:: Exercise details ::
Check each line of the data below for the word "async", then extract the ones that have it.

(Items from a data source)
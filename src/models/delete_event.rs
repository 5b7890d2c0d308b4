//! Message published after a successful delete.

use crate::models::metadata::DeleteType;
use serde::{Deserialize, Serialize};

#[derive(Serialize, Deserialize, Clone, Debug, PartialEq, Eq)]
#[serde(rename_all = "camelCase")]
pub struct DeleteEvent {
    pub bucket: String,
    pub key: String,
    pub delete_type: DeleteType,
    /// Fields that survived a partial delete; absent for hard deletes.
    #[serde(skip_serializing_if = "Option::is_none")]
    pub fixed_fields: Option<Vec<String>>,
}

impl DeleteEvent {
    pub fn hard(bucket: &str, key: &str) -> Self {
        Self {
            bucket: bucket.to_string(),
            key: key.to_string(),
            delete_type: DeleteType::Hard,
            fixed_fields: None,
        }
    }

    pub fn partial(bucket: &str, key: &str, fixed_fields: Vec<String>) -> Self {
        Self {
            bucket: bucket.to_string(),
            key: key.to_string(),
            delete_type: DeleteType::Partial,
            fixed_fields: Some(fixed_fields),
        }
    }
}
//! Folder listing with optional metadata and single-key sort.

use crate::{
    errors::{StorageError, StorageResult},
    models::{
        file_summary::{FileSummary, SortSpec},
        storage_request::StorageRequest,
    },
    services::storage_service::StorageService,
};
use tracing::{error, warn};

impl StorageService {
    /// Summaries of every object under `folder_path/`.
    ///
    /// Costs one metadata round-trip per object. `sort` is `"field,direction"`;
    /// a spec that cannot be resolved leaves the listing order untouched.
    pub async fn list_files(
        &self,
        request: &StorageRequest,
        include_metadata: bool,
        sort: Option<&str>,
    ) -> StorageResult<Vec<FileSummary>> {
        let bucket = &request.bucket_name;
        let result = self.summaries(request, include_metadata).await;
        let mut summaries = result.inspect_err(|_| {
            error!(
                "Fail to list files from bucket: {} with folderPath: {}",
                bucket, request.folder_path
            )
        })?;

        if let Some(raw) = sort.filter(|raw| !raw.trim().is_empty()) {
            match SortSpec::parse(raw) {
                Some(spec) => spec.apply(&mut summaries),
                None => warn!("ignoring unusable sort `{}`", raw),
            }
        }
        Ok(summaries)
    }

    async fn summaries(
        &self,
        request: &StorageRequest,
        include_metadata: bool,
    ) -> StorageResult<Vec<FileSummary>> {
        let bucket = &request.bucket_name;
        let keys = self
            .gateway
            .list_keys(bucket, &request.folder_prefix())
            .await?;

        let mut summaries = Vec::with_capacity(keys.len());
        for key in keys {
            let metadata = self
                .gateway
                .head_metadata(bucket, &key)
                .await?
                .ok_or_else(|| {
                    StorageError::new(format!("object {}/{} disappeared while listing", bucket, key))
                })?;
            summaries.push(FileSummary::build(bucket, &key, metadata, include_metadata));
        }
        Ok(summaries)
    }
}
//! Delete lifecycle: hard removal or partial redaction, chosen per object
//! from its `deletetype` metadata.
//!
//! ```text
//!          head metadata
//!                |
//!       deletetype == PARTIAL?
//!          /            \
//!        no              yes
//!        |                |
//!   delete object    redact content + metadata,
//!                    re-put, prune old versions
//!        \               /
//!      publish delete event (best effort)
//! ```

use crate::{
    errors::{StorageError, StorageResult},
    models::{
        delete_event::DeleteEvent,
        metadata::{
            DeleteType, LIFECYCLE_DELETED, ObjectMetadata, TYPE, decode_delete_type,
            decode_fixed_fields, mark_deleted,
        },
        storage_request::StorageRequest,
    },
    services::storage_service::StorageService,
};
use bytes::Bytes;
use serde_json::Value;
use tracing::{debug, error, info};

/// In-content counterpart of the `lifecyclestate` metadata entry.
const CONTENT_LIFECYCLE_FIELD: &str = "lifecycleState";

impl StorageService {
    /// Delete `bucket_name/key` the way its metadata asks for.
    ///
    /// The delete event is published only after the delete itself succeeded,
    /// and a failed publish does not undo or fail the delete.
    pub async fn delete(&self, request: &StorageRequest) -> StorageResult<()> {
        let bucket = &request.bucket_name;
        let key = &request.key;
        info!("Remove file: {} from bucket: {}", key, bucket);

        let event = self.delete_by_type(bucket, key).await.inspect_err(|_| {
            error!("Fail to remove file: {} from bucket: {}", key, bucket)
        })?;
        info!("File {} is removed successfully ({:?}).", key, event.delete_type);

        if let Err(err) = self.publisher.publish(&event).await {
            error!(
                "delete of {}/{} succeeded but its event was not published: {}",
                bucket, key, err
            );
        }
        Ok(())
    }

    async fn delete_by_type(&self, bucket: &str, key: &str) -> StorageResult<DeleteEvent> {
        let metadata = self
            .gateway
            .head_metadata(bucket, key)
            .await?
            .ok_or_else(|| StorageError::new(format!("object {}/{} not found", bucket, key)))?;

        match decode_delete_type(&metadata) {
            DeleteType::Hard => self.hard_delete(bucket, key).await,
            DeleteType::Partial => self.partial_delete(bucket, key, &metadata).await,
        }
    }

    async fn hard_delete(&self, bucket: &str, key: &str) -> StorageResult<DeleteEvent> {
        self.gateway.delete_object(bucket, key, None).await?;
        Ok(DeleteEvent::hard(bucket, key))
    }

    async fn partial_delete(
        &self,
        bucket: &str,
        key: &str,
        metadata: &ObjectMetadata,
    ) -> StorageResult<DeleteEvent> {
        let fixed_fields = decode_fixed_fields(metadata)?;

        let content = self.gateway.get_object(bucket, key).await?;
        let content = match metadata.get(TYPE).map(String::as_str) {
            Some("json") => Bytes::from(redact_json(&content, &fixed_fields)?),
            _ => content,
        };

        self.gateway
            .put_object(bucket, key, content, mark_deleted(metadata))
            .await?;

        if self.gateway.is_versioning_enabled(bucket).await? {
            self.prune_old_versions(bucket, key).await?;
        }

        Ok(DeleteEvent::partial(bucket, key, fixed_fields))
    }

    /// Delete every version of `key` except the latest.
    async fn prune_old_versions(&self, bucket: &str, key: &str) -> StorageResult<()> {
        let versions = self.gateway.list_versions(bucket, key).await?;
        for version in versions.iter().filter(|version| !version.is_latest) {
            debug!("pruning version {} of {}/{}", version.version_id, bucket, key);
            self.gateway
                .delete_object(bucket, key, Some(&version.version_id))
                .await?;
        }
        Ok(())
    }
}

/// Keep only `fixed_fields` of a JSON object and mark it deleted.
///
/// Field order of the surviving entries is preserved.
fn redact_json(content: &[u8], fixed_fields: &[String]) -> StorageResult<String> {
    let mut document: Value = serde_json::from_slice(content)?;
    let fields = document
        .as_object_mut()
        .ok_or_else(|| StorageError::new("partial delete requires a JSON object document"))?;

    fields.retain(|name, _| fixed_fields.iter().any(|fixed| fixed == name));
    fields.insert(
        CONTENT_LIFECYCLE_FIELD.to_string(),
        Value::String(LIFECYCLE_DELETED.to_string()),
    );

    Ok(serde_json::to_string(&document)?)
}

:: Written answer ::
    pub async fn list_files(
    async fn summaries(
    pub async fn delete(&self, request: &StorageRequest) -> StorageResult<()> {
    async fn delete_by_type(&self, bucket: &str, key: &str) -> StorageResult<DeleteEvent> {
    async fn hard_delete(&self, bucket: &str, key: &str) -> StorageResult<DeleteEvent> {
    async fn partial_delete(
    async fn prune_old_versions(&self, bucket: &str, key: &str) -> StorageResult<()> {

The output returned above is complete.